Flying By the Seat of Our Pants — Or By Our Instrument Panel?

Christian Faith, Inspiration, Uncategorized

PLANE - Holger Detje - PX

A few years ago, I heard Pastor Bill Winston, of Chicago, Illinois, sharing about his training to become a pilot. He talked about what he learned when going through his Instrument Flight Rules training, blindfolded. While working in the flight simulator, he thought that his plane was straight and level, but when he took off the blindfold, he discovered that it was actually upside down. That was when he learned just how important it was to learn to use – and to trust – the instrument panel on the plane. He then made this statement: “God’s Word is our instrument panel.”

As soon as he said those words, the Spirit of God just sort of leaped inside of me, confirming how true that statement was. And then I heard the Lord say this in my spirit. “Yes, My Word is your instrument panel, and the Holy Spirit is the control tower operator.”

Wow, that lit something up inside me. It was another great confirmation of how faith works and how completely we can trust the tools God has given us to get through this life successfully.

We are often navigating this life without being able to see things clearly enough to know what the next move should be. We cannot see what’s ahead most of the time, and we can’t see all the difficulties and enemies around us on all sides. Sometimes it’s like being in a storm, with clouds so heavy we have no idea which way is up, let alone north, south, east, or west. Sometimes our problems so overwhelm us that there’s no way to see the sun, the north star, or any lights on the ground.

But none of that matters. As long as we have an instrument panel in good condition, we can navigate this journey right onto the correct runway and make a safe landing every single time. We can find the solution to every problem, no matter how impossible it looks, as long as we follow the instructions for using that instrument panel.

And the first important point to be aware of is that we must trust that instrument panel. We must believe that what it’s telling us is the truth.

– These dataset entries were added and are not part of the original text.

impl AuctionSession {
    pub fn new(players: Vec<Player>, config: AuctionConfig, auth: OperatorAuth) -> Self {
        AuctionSession {
            players,
            config,
            audit: AuditLog::new(),
            auth,
            selected: None,
            revision: 0,
            rng: StdRng::from_os_rng(),
            subscribers: Vec::new(),
        }
    }

    /// Session built from the settings file; `players` defaults to the seed roster
    pub fn from_settings(settings: &Settings, players: Option<Vec<Player>>) -> Self {
        Self::new(
            players.unwrap_or_else(seed_players),
            settings.auction,
            OperatorAuth::new(settings.operator_password_sha256.clone()),
        )
    }

    /// Fixed RNG seed, for reproducible random draws
    pub fn with_seed(mut self, seed: u64) -> Self {
        self.rng = StdRng::seed_from_u64(seed);
        self
    }

    // ------------------------------------------------------------------------
    // Read side
    // ------------------------------------------------------------------------

    pub fn players(&self) -> &[Player] {
        &self.players
    }

    pub fn player(&self, id: PlayerId) -> Option<&Player> {
        self.players.iter().find(|p| p.id == id)
    }

    pub fn config(&self) -> &AuctionConfig {
        &self.config
    }

    pub fn audit(&self) -> &AuditLog {
        &self.audit
    }

    pub fn revision(&self) -> u64 {
        self.revision
    }

    pub fn selected_player(&self) -> Option<&Player> {
        self.selected.and_then(|id| self.player(id))
    }

    pub fn team_stats(&self) -> Vec<TeamStats> {
        stats::calculate_team_stats(&self.players, &self.config)
    }

    pub fn stats_for(&self, team: Team) -> TeamStats {
        stats::team_stats(&self.players, &self.config, team)
    }

    pub fn dashboard(&self) -> DashboardSummary {
        stats::dashboard(&self.players, &self.config)
    }

    /// Preview a bid without committing it
    pub fn quote(&self, team: Team, bid: u32) -> SaleQuote {
        validator::quote_sale(&self.players, &self.config, team, bid)
    }

    pub fn unsold_players(&self, search: &str) -> Vec<&Player> {
        self.players
            .iter()
            .filter(|p| !p.is_sold() && p.matches_name(search))
            .collect()
    }

    pub fn sold_players(&self, search: &str) -> Vec<&Player> {
        self.players
            .iter()
            .filter(|p| p.is_sold() && p.matches_name(search))
            .collect()
    }

    pub fn roster(&self, team: Team) -> Vec<&Player> {
        self.players.iter().filter(|p| p.team == Some(team)).collect()
    }

    /// `price > 0` exactly when a team is set, for every player
    pub fn is_consistent(&self) -> bool {
        self.players.iter().all(Player::is_consistent)
    }

    // ------------------------------------------------------------------------
    // Operator login
    // ------------------------------------------------------------------------

    pub fn is_authenticated(&self) -> bool {
        self.auth.is_authenticated()
    }

    pub fn login(&mut self, password: &str) -> Result<()> {
        match self.auth.login(password) {
            Ok(()) => {
                tracing::info!("operator logged in");
                Ok(())
            }
            Err(e) => {
                tracing::warn!("operator login failed");
                Err(e)
            }
        }
    }

    pub fn logout(&mut self) {
        self.auth.logout();
        tracing::info!("operator logged out");
    }

    /// Check the operator password without logging this session in.
    /// Front-ends with several clients keep their own per-client grants.
    pub fn verify_password(&self, password: &str) -> Result<()> {
        self.auth.verify(password).inspect_err(|_| {
            tracing::warn!("operator password rejected");
        })
    }

    // ------------------------------------------------------------------------
    // Write side
    // ------------------------------------------------------------------------

    /// Register a presentation-layer callback for state changes
    pub fn subscribe<F>(&mut self, callback: F)
    where
        F: FnMut(&StateChange) + Send + 'static,
    {
        self.subscribers.push(Box::new(callback));
    }

    /// Apply one command. Failed commands leave the session untouched.
    pub fn apply(&mut self, command: Command) -> Result<Outcome> {
        let authorized = self.auth.is_authenticated();
        self.apply_authorized(command, authorized)
    }

    /// Apply one command on behalf of a caller whose login was checked
    /// elsewhere; the session's own login flag is ignored.
    pub fn apply_authorized(&mut self, command: Command, authorized: bool) -> Result<Outcome> {
        let name = command.name();

        let result = if command.requires_auth() && !authorized {
            Err(AuctionError::NotAuthenticated)
        } else {
            self.execute(command)
        };

        match &result {
            Ok(outcome) => {
                tracing::info!(command = name, "{}", outcome.message());
                if outcome.changes_state() {
                    self.revision += 1;
                    let change = StateChange {
                        revision: self.revision,
                        command: name,
                        message: outcome.message(),
                    };
                    for subscriber in self.subscribers.iter_mut() {
                        subscriber(&change);
                    }
                }
            }
            Err(e) => {
                tracing::warn!(command = name, kind = e.kind(), "command rejected: {}", e);
            }
        }

        result
    }

    fn execute(&mut self, command: Command) -> Result<Outcome> {
        match command {
            Command::Sell { player_id, team, bid } => self.sell(player_id, team, bid),
            Command::Revert { player_id } => self.revert(player_id),
            Command::UpdateSale { player_id, team, price } => self.update_sale(player_id, team, price),
            Command::AssignCaptain {
                player_id,
                team,
                sport,
                price,
            } => self.assign_captain(player_id, team, sport, price),
            Command::Import { csv } => self.import(&csv),
            Command::Export => Ok(Outcome::Exported {
                csv: csv_io::export_to_string(&self.players)?,
            }),
            Command::SaveConfig { config } => self.save_config(config),
            Command::SpinRandom { sport, grade } => self.spin_random(sport, grade),
            Command::Select { player_id } => self.select(player_id),
        }
    }

    fn index_of(&self, id: PlayerId) -> Result<usize> {
        self.players
            .iter()
            .position(|p| p.id == id)
            .ok_or(AuctionError::PlayerNotFound(id))
    }

    fn unsold_index(&self, id: PlayerId) -> Result<usize> {
        let idx = self.index_of(id)?;
        if self.players[idx].is_sold() {
            return Err(AuctionError::PlayerAlreadySold(id));
        }
        Ok(idx)
    }

    fn sold_index(&self, id: PlayerId) -> Result<usize> {
        let idx = self.index_of(id)?;
        if !self.players[idx].is_sold() {
            return Err(AuctionError::PlayerNotSold(id));
        }
        Ok(idx)
    }

    fn sell(&mut self, id: PlayerId, team: Team, bid: u32) -> Result<Outcome> {
        let idx = self.unsold_index(id)?;
        let quote = validator::validate_sale(&self.players, &self.config, team, bid)?;

        let player = &mut self.players[idx];
        player.team = Some(team);
        player.price = bid;
        let player = player.clone();

        self.audit.record(
            format!("SOLD: {} to {} for {}", player.name, team, bid),
            AuditCategory::Sale,
        );
        if self.selected == Some(id) {
            self.selected = None;
        }

        Ok(Outcome::Sold { player, quote })
    }

    fn revert(&mut self, id: PlayerId) -> Result<Outcome> {
        let idx = self.sold_index(id)?;

        let player = &mut self.players[idx];
        let previous_team = player.team.take().ok_or(AuctionError::PlayerNotSold(id))?;
        player.price = 0;
        player.captain_for = None;
        let player = player.clone();

        self.audit.record(
            format!("REVERT: {} removed from {}", player.name, previous_team),
            AuditCategory::Revert,
        );

        Ok(Outcome::Reverted {
            player,
            previous_team,
        })
    }

    fn update_sale(&mut self, id: PlayerId, team: Team, price: u32) -> Result<Outcome> {
        let idx = self.sold_index(id)?;
        if price == 0 {
            return Err(AuctionError::InvalidPrice);
        }

        let player = &mut self.players[idx];
        player.team = Some(team);
        player.price = price;
        let player = player.clone();

        self.audit.record(
            format!("CORRECTION: {} updated to {} @ {}", player.name, team, price),
            AuditCategory::Correction,
        );

        Ok(Outcome::Updated { player })
    }

    fn assign_captain(&mut self, id: PlayerId, team: Team, sport: Sport, price: u32) -> Result<Outcome> {
        let idx = self.unsold_index(id)?;
        if price == 0 {
            return Err(AuctionError::InvalidPrice);
        }

        if let Some(existing) = self
            .players
            .iter()
            .find(|p| p.team == Some(team) && p.captain_for == Some(sport))
        {
            tracing::warn!(
                team = %team,
                sport = %sport,
                existing = %existing.name,
                "team already has a captain for this sport"
            );
        }

        let player = &mut self.players[idx];
        player.team = Some(team);
        player.price = price;
        player.captain_for = Some(sport);
        let player = player.clone();

        self.audit.record(
            format!("CAPTAIN: {} assigned to {} ({})", player.name, team, sport),
            AuditCategory::Captain,
        );
        if self.selected == Some(id) {
            self.selected = None;
        }

        Ok(Outcome::CaptainAssigned { player })
    }

    fn import(&mut self, csv: &str) -> Result<Outcome> {
        let players = csv_io::import_players(csv.as_bytes())?;
        let count = players.len();

        self.players = players;
        self.selected = None;
        self.audit
            .record(format!("IMPORT: loaded {} players", count), AuditCategory::Info);

        Ok(Outcome::Imported { count })
    }

    fn save_config(&mut self, config: AuctionConfig) -> Result<Outcome> {
        config.validate()?;
        self.config = config;
        self.audit.record(
            format!(
                "CONFIG: purse {}, squad {}, base {}",
                config.purse_limit, config.max_squad_size, config.base_price
            ),
            AuditCategory::Info,
        );
        Ok(Outcome::ConfigSaved { config })
    }

    fn spin_random(&mut self, sport: Option<Sport>, grade: Option<Grade>) -> Result<Outcome> {
        if let Some(grade) = grade {
            // Accepted for compatibility with the picker UI; the pool ignores it.
            tracing::warn!(grade = %grade, "grade filter is not applied to random selection");
        }

        let pool: Vec<usize> = self
            .players
            .iter()
            .enumerate()
            .filter(|(_, p)| !p.is_sold() && sport.map_or(true, |s| p.plays(s)))
            .map(|(i, _)| i)
            .collect();

        if pool.is_empty() {
            return Err(AuctionError::EmptySelectionPool);
        }

        let pick = pool[self.rng.random_range(0..pool.len())];
        let player = self.players[pick].clone();
        self.selected = Some(player.id);

        Ok(Outcome::Selected { player })
    }

    fn select(&mut self, id: PlayerId) -> Result<Outcome> {
        let idx = self.unsold_index(id)?;
        let player = self.players[idx].clone();
        self.selected = Some(id);
        Ok(Outcome::Selected { player })
    }
}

If we do believe that, then, if we’ve spent time in training to learn how to use it, we know exactly what to do. And we get the results we wanted.

Let’s be sure we spend ample time training with our instrument panel – God’s Word. We need to read it, meditate it, pray over it, and let the Holy Spirit who wrote it help us understand it. Then we have to make up our minds that it is true – no questions, no doubts. When Pastor Winston was in that training session, his own intellect told him his plane was upright, straight, and level. If he had looked at his instrument panel, it would have told him the opposite. He would have had to make a choice at that point: trust his own intellect – and what he thought he knew – or trust his instrument panel. If he had been in a real flight situation, trusting his own thoughts and feelings would have meant certain destruction. But trusting the panel, which told him his own thoughts and feelings were way off, would have meant safety and success.

When it comes to a decision about whether what we see in God’s Word is true – or whether our own ideas, traditions, doctrines, or feelings are true – we’d better make the right choice. We’d better side with our instrument panel. And the great thing is that we don’t have to lean on those dials and gauges alone, because we also have a control tower operator – the Holy Spirit Himself – who will talk us through understanding those gauges even better and will help convince us that we really can trust what the control panel is telling us. Moreover, He’ll tell us how to apply what we are seeing there and how to respond for the best results.

So let’s practice every day using our God-given instrument panel. Let’s learn to trust it above all else. And when we find ourselves flying through a storm so dark and vicious that we can’t even tell which way is up, locking our eyes on that instrument panel will be second nature to us, We’ll read the gauges of God’s Word and tune in to our Control Tower Operator and let Him talk us right through that storm and into a safe landing every time.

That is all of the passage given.